I started this blog as a way to maintain some sort of writing schedule, to practice what I tell students in class, “Write some everyday.” As well, I started it to think about and explore different things that interest me professionally, writing about pedagogy, books I’ve been reading, and so forth. All of my writing is personal because while I’m writing about different things and I am also exploring myself and my beliefs; however, I tend to keep my personal life and what happens in my personal life apart from my blog. Yet, sometimes they overlap, and that occurred this year as we dealt with my mother’s illness and her passing.

She was diagnosed, in the fall of 2021, with stage four ovarian cancer, and the only reason they caught it was because she fell and had some internal bleeding. During the first part of 2022, she went through chemotherapy and had a hysterectomy. Around the end of July, she went back to the oncologist for a checkup to see if the cancer had spread, and it had spread all over. The prognosis was that she had eighteen months left. In October, she went into the hospital, and everything went down hill from there. She remained in the hospital most of the month, coming home on Halloween for Hospice care.

Being twelve hours away from home, I left November 1 to drive back and be there for a few days. I was able to stay a few days, and spend time with her and family, and “Death is Love” arose while I was there, sitting on the couch next to her hospital bed in the living room with my dad and others. I left a few days later, and the next week, a day before my birthday, she passed.

“Death can kill a man, that is all it do to him; it cannot end his life, because of memory.” These are words that Lillian Smith wrote in The Journey (1954) and which appear on her grave. I think about them everyday because memory keeps those we love alive.

The Narratives of History in Killadelphia

Ok, so this one is not technically one post. Rather, it’s five posts that I wrote as I prepared for my “Monsters, Race, and Comics” class this past fall. When I started thinking about that course, I knew I wanted to have students read the first two volumes of Killadelphia because Rodney Barnes and Jason Shawn Alexander’s series uses horror and the gothic to highlight the ways that we tell stories and specifically the ways that we present history. I specifically looked at the ways that Killadelphia presents Jupiter’s and Sally Hemings’ stories, through the white perspectives of Abigail Adams and Thomas Jefferson and then reverses that perspective, specifically with Jupiter, to undercut the dominant narrative. While Sally does not get the same reversal, her narrative arc highlights the ways that whiteness works only to support and increase its own positions.
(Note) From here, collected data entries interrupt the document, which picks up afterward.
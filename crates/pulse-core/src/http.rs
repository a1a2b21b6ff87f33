// HTTP adapters for the admin API
//
// `ApiClient` implements every data-source trait against the REST API;
// `HttpHealthProbe` performs unauthenticated liveness checks. The API is
// loose about response shapes (bare numbers vs `{count}`, bare arrays vs
// wrapped objects), so payloads are decoded through untagged enums.

use std::time::Duration;

use async_trait::async_trait;
use eventsource_stream::Eventsource;
use futures::StreamExt;
use reqwest::{RequestBuilder, StatusCode};
use serde::de::DeserializeOwned;
use serde::Deserialize;
use tracing::{debug, instrument, warn};

use crate::activity::ActivityEvent;
use crate::activity_log::{ActivityPage, PageRequest};
use crate::config::{Endpoints, PulseConfig, StreamMode, DEFAULT_CONNECT_TIMEOUT};
use crate::dashboard::VisitPoint;
use crate::error::{Result, SourceError};
use crate::traits::{
    ActivityBatchStream, ActivityLogSource, ActivitySource, DashboardSource, HealthProbe,
};

#[derive(Deserialize)]
#[serde(untagged)]
enum CountPayload {
    Bare(u64),
    Count { count: u64 },
    Total { total: u64 },
}

impl CountPayload {
    fn value(self) -> u64 {
        match self {
            CountPayload::Bare(n)
            | CountPayload::Count { count: n }
            | CountPayload::Total { total: n } => n,
        }
    }
}

#[derive(Deserialize)]
#[serde(untagged)]
enum RecentPayload {
    List(Vec<ActivityEvent>),
    Wrapped { activities: Vec<ActivityEvent> },
}

#[derive(Deserialize)]
#[serde(untagged)]
enum VisitsPayload {
    List(Vec<VisitPoint>),
    Wrapped { visits: Vec<VisitPoint> },
}

/// One SSE `data:` payload: a single event or a newest-first batch
#[derive(Deserialize)]
#[serde(untagged)]
enum StreamPayload {
    Batch(Vec<ActivityEvent>),
    Single(Box<ActivityEvent>),
}

impl StreamPayload {
    fn into_batch(self) -> Vec<ActivityEvent> {
        match self {
            StreamPayload::Batch(events) => events,
            StreamPayload::Single(event) => vec![*event],
        }
    }
}

fn status_message(status: StatusCode, body: String) -> String {
    let body = body.trim();
    if body.is_empty() {
        status.canonical_reason().unwrap_or("Unknown").to_string()
    } else {
        body.to_string()
    }
}

// ============================================================================
// ApiClient
// ============================================================================

/// REST client for the activity, metric and analytics endpoints
#[derive(Debug, Clone)]
pub struct ApiClient {
    base_url: String,
    token: Option<String>,
    endpoints: Endpoints,
    stream_mode: StreamMode,
    request_timeout: Duration,
    http: reqwest::Client,
}

impl ApiClient {
    pub fn new(base_url: &str) -> Self {
        Self {
            base_url: base_url.trim_end_matches('/').to_string(),
            token: None,
            endpoints: Endpoints::default(),
            stream_mode: StreamMode::default(),
            request_timeout: DEFAULT_CONNECT_TIMEOUT,
            http: reqwest::Client::new(),
        }
    }

    pub fn from_config(config: &PulseConfig) -> Self {
        let mut client = Self::new(&config.api_url)
            .with_endpoints(config.endpoints.clone())
            .with_stream_mode(config.stream.mode)
            .with_request_timeout(config.stream.connect_timeout);
        client.token = config.api_token.clone();
        client
    }

    /// Attach a bearer token to every API request
    pub fn with_token(mut self, token: impl Into<String>) -> Self {
        self.token = Some(token.into());
        self
    }

    pub fn with_endpoints(mut self, endpoints: Endpoints) -> Self {
        self.endpoints = endpoints;
        self
    }

    pub fn with_stream_mode(mut self, mode: StreamMode) -> Self {
        self.stream_mode = mode;
        self
    }

    pub fn with_request_timeout(mut self, timeout: Duration) -> Self {
        self.request_timeout = timeout;
        self
    }

    pub fn base_url(&self) -> &str {
        &self.base_url
    }

    fn request(&self, path: &str) -> RequestBuilder {
        let url = format!("{}{}", self.base_url, path);
        let builder = self.http.get(&url);
        match &self.token {
            Some(token) => builder.bearer_auth(token),
            None => builder,
        }
    }

    async fn get<T: DeserializeOwned>(&self, builder: RequestBuilder) -> Result<T> {
        let response = builder
            .timeout(self.request_timeout)
            .send()
            .await
            .map_err(|e| self.map_send_error(e))?;
        self.handle_response(response).await
    }

    fn map_send_error(&self, e: reqwest::Error) -> SourceError {
        if e.is_timeout() {
            SourceError::Timeout(self.request_timeout)
        } else {
            SourceError::Http(e)
        }
    }

    async fn handle_response<T: DeserializeOwned>(&self, response: reqwest::Response) -> Result<T> {
        let status = response.status();

        if !status.is_success() {
            let body = response.text().await.unwrap_or_default();
            return Err(SourceError::Api {
                status: status.as_u16(),
                message: status_message(status, body),
            });
        }

        let bytes = response.bytes().await?;
        Ok(serde_json::from_slice(&bytes)?)
    }

    async fn count(&self, path: &str) -> Result<u64> {
        let payload: CountPayload = self.get(self.request(path)).await?;
        Ok(payload.value())
    }
}

#[async_trait]
impl ActivitySource for ApiClient {
    #[instrument(skip(self))]
    async fn fetch_recent(&self, limit: usize) -> Result<Vec<ActivityEvent>> {
        let payload: RecentPayload = self
            .get(
                self.request(&self.endpoints.recent_activity)
                    .query(&[("limit", limit)]),
            )
            .await?;
        let events = match payload {
            RecentPayload::List(events) => events,
            RecentPayload::Wrapped { activities } => activities,
        };
        debug!(count = events.len(), "Fetched recent activity");
        Ok(events)
    }

    async fn open_channel(&self) -> Result<Option<ActivityBatchStream>> {
        if self.stream_mode != StreamMode::Sse {
            return Ok(None);
        }

        // No request timeout here: the response body stays open for the
        // life of the channel.
        let response = self
            .request(&self.endpoints.activity_stream)
            .header(reqwest::header::ACCEPT, "text/event-stream")
            .send()
            .await?;

        let status = response.status();
        if !status.is_success() {
            let body = response.text().await.unwrap_or_default();
            return Err(SourceError::Api {
                status: status.as_u16(),
                message: status_message(status, body),
            });
        }

        debug!(url = %response.url(), "Opened activity event stream");

        let batches = response
            .bytes_stream()
            .eventsource()
            .filter_map(|item| async move {
                match item {
                    Ok(event) => {
                        if event.data.trim().is_empty() {
                            return None;
                        }
                        match serde_json::from_str::<StreamPayload>(&event.data) {
                            Ok(payload) => Some(Ok(payload.into_batch())),
                            Err(e) => {
                                warn!(error = %e, "Skipping malformed stream payload");
                                None
                            }
                        }
                    }
                    Err(e) => Some(Err(SourceError::channel(format!("stream error: {}", e)))),
                }
            });

        Ok(Some(Box::pin(batches)))
    }
}

#[async_trait]
impl ActivityLogSource for ApiClient {
    #[instrument(skip(self), fields(page = request.page, limit = request.limit))]
    async fn fetch_page(&self, request: &PageRequest) -> Result<ActivityPage> {
        self.get(self.request(&self.endpoints.activity_log).query(request))
            .await
    }
}

#[async_trait]
impl DashboardSource for ApiClient {
    async fn user_count(&self) -> Result<u64> {
        self.count(&self.endpoints.user_count).await
    }

    async fn project_count(&self) -> Result<u64> {
        self.count(&self.endpoints.project_count).await
    }

    async fn blog_post_count(&self) -> Result<u64> {
        self.count(&self.endpoints.blog_post_count).await
    }

    async fn message_count(&self) -> Result<u64> {
        self.count(&self.endpoints.message_count).await
    }

    async fn weekly_visits(&self) -> Result<Vec<VisitPoint>> {
        let payload: VisitsPayload = self.get(self.request(&self.endpoints.weekly_visits)).await?;
        Ok(match payload {
            VisitsPayload::List(points) => points,
            VisitsPayload::Wrapped { visits } => visits,
        })
    }
}

// ============================================================================
// HttpHealthProbe
// ============================================================================

/// Unauthenticated GET against a service health URL
#[derive(Debug, Clone, Default)]
pub struct HttpHealthProbe {
    http: reqwest::Client,
}

impl HttpHealthProbe {
    pub fn new() -> Self {
        Self::default()
    }
}

#[async_trait]
impl HealthProbe for HttpHealthProbe {
    async fn probe(&self, url: &str, timeout: Duration) -> Result<()> {
        let response = self
            .http
            .get(url)
            .timeout(timeout)
            .send()
            .await
            .map_err(|e| {
                if e.is_timeout() {
                    SourceError::Timeout(timeout)
                } else {
                    SourceError::Http(e)
                }
            })?;

        let status = response.status();
        if status.is_success() {
            Ok(())
        } else {
            Err(SourceError::Api {
                status: status.as_u16(),
                message: status
                    .canonical_reason()
                    .unwrap_or("Unknown")
                    .to_string(),
            })
        }
    }
}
When I taught Killadelphia, students really enjoyed it, and I wish I had them read volume three where we see the introduction of Anansi and discussions of religion more at the forefront. This would have paired well with Greg Anderson Elysée’s Is’Nana The Were-SpiderHowever, I didn’t do that, partly because of time. If I taught this course again, I may have students read all of Killadelphia, at least the issues that have come out at the time of the class, because as I continue to read the series, more and more discussions about memory, stories, faith, and other topics arise that make it a text full of possible discussion topics for class.

Killadelphia’s narrative and style impacted students in the class, and this can be seen in some of their graphic narrative/script pieces, notably this comic that students did about LGBTQ+ teens being abducted and the intersections between religion and LGBTQ+ discrimination. What I love about this is that students took inspiration from Killadelphia, along with Nita Hawes Nightmare Blog, and made their own story of it. They highlighted how we are all in conversation with one another, taking inspiration from other artists and making something new, conversing with artists across the page, across geography, across time, to discover something about ourselves and the world around us. I fretted over how that project would go, but seeing the finished scripts and projects, my fears subsided because students showcased how they took what they learned in class and created pieces that illuminated themselves and the world around them.

Top Five Favorite Books I’ve Read This Year

This past year, I’ve read about 90 books. That includes novels, graphic novels, plays, and other texts. Below is a list of five of my favorite books from this past year. I may, in a future post, write some more about what makes these books my favorites.

  • Baldwin, James Giovanni’s Room
  • Lewis, Sinclair It Can’t Happen Here
  • Pichetshote, Pornsak and Alexandre Tefenkgi The Good Asian
  • Ram V. and Filipe Andrade The Many Deaths of Laila Starr
  • Whitman, James Q. Hitler’s American Model: The United States and the Making of Nazi Race Law
  • What are some of your favorite posts? Favorite books? Thoughts? As always, let me know in the comments below. Make sure to follow me on Twitter @silaslapham.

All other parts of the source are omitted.